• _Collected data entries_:
········
use clap::{Parser, Subcommand};
use std::path::PathBuf;
use std::process::ExitCode;
use tracing_subscriber::{layer::SubscriberExt, util::SubscriberInitExt};

use docsight::cli::commands::analyze::AnalyzeRunOptions;
use docsight::cli::{CommandContext, OutputFormat};

#[derive(Parser)]
#[command(name = "docsight")]
#[command(version, about = "Document content analysis and document tools")]
struct Cli {
    #[command(subcommand)]
    command: Commands,

    /// Use this config file instead of the global/project chain
    #[arg(long, short, global = true)]
    config: Option<PathBuf>,

    #[arg(long, global = true)]
    verbose: bool,

    #[arg(long, short, global = true)]
    quiet: bool,
}

#[derive(Subcommand)]
enum Commands {
    /// Analyze text from a file or stdin
    Analyze {
        #[arg(help = "Text file or document tree (.json); stdin when omitted")]
        file: Option<PathBuf>,
        #[arg(long, help = "Extract keywords")]
        keywords: bool,
        #[arg(long, help = "Produce an extractive summary")]
        summarize: bool,
        #[arg(long, help = "Extract links")]
        links: bool,
        #[arg(long, help = "Detect language")]
        language: bool,
        #[arg(long, help = "Enable every analysis")]
        all: bool,
        #[arg(long = "no-stats", help = "Skip statistics")]
        no_stats: bool,
        #[arg(long, help = "Maximum number of keywords")]
        top: Option<usize>,
        #[arg(long, help = "Maximum number of summary sentences")]
        sentences: Option<usize>,
        #[arg(short = 'f', long, value_enum, default_value = "text")]
        format: OutputFormat,
    },

    /// Extract tables from a document tree
    Tables {
        #[arg(help = "Document tree JSON file")]
        tree: PathBuf,
        #[arg(short = 'f', long, value_enum, default_value = "text")]
        format: OutputFormat,
    },

    /// Search text inside a file or document tree
    Search {
        file: PathBuf,
        query: String,
        #[arg(short = 'f', long, value_enum, default_value = "text")]
        format: OutputFormat,
    },

    /// Run a JSON tool request against the document store
    Tool {
        #[arg(help = "Request JSON file; stdin when omitted")]
        request: Option<PathBuf>,
        #[arg(long, help = "Print tool definitions and exit")]
        list: bool,
    },

    /// Manage configuration
    Config {
        #[command(subcommand)]
        action: ConfigAction,
    },
}

#[derive(Subcommand)]
enum ConfigAction {
    /// Show current configuration (merged from all sources)
    Show {
        #[arg(
            short = 'f',
            long,
            default_value = "toml",
            value_parser = ["toml", "json"],
            help = "Output format: toml, json"
        )]
        format: String,
    },
    /// Show configuration file paths
    Path,
    /// Initialize configuration
    Init {
        #[arg(long, short, help = "Initialize global config")]
        global: bool,
        #[arg(long, help = "Overwrite existing config")]
        force: bool,
    },
}

/// Set up panic handler for graceful error reporting
fn setup_panic_handler() {
    let default_hook = std::panic::take_hook();

    std::panic::set_hook(Box::new(move |panic_info| {
        let message = if let Some(s) = panic_info.payload().downcast_ref::<&str>() {
            s.to_string()
        } else if let Some(s) = panic_info.payload().downcast_ref::<String>() {
            s.clone()
        } else {
            "Unknown panic".to_string()
        };

        eprintln!("\n\x1b[1;31m━━━ PANIC ━━━\x1b[0m");
        eprintln!("\x1b[31mdocsight encountered an unexpected error:\x1b[0m");
        eprintln!("  {}", message);

        if let Some(location) = panic_info.location() {
            eprintln!(
                "\x1b[90mLocation: {}:{}:{}\x1b[0m",
                location.file(),
                location.line(),
                location.column()
            );
        }
        eprintln!();

        // Call default hook for backtrace (if RUST_BACKTRACE=1)
        default_hook(panic_info);
    }));
}

fn main() -> ExitCode {
    setup_panic_handler();

    match run_cli() {
        Ok(code) => code,
        Err(e) => {
            eprintln!("\x1b[31mError:\x1b[0m {}", e);
            ExitCode::FAILURE
        }
    }
}

fn run_cli() -> anyhow::Result<ExitCode> {
    let cli = Cli::parse();

    let filter = if cli.verbose {
        "debug"
    } else if cli.quiet {
        "error"
    } else {
        "info"
    };

    tracing_subscriber::registry()
        .with(
            tracing_subscriber::EnvFilter::try_from_default_env().unwrap_or_else(|_| filter.into()),
        )
        .with(tracing_subscriber::fmt::layer().with_writer(std::io::stderr))
        .init();

    let load_context = || CommandContext::load(cli.config.as_deref());

    match cli.command {
        Commands::Analyze {
            file,
            keywords,
            summarize,
            links,
            language,
            all,
            no_stats,
            top,
            sentences,
            format,
        } => {
            let context = load_context()?;
            docsight::cli::commands::analyze::run(
                &context,
                AnalyzeRunOptions {
                    file,
                    keywords,
                    summarize,
                    links,
                    language,
                    all,
                    no_stats,
                    top,
                    sentences,
                    format,
                },
            )?;
        }
        Commands::Tables { tree, format } => {
            docsight::cli::commands::tables::run(&tree, format)?;
        }
        Commands::Search {
            file,
            query,
            format,
        } => {
            docsight::cli::commands::search::run(&file, &query, format)?;
        }
        Commands::Tool { request, list } => {
            let context = load_context()?;
            if !docsight::cli::commands::tool::run(&context, request.as_deref(), list)? {
                return Ok(ExitCode::FAILURE);
            }
        }
        Commands::Config { action } => match action {
            ConfigAction::Show { format } => {
                let context = load_context()?;
                docsight::cli::commands::config::show(&context, &format)?;
            }
            ConfigAction::Path => {
                docsight::cli::commands::config::path()?;
            }
            ConfigAction::Init { global, force } => {
                if global {
                    docsight::cli::commands::config::init_global(force)?;
                } else {
                    docsight::cli::commands::config::init_project(force)?;
                }
            }
        },
    }

    Ok(ExitCode::SUCCESS)
}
········
Please give the number of lines above that contain the string "layer", and nothing more.

2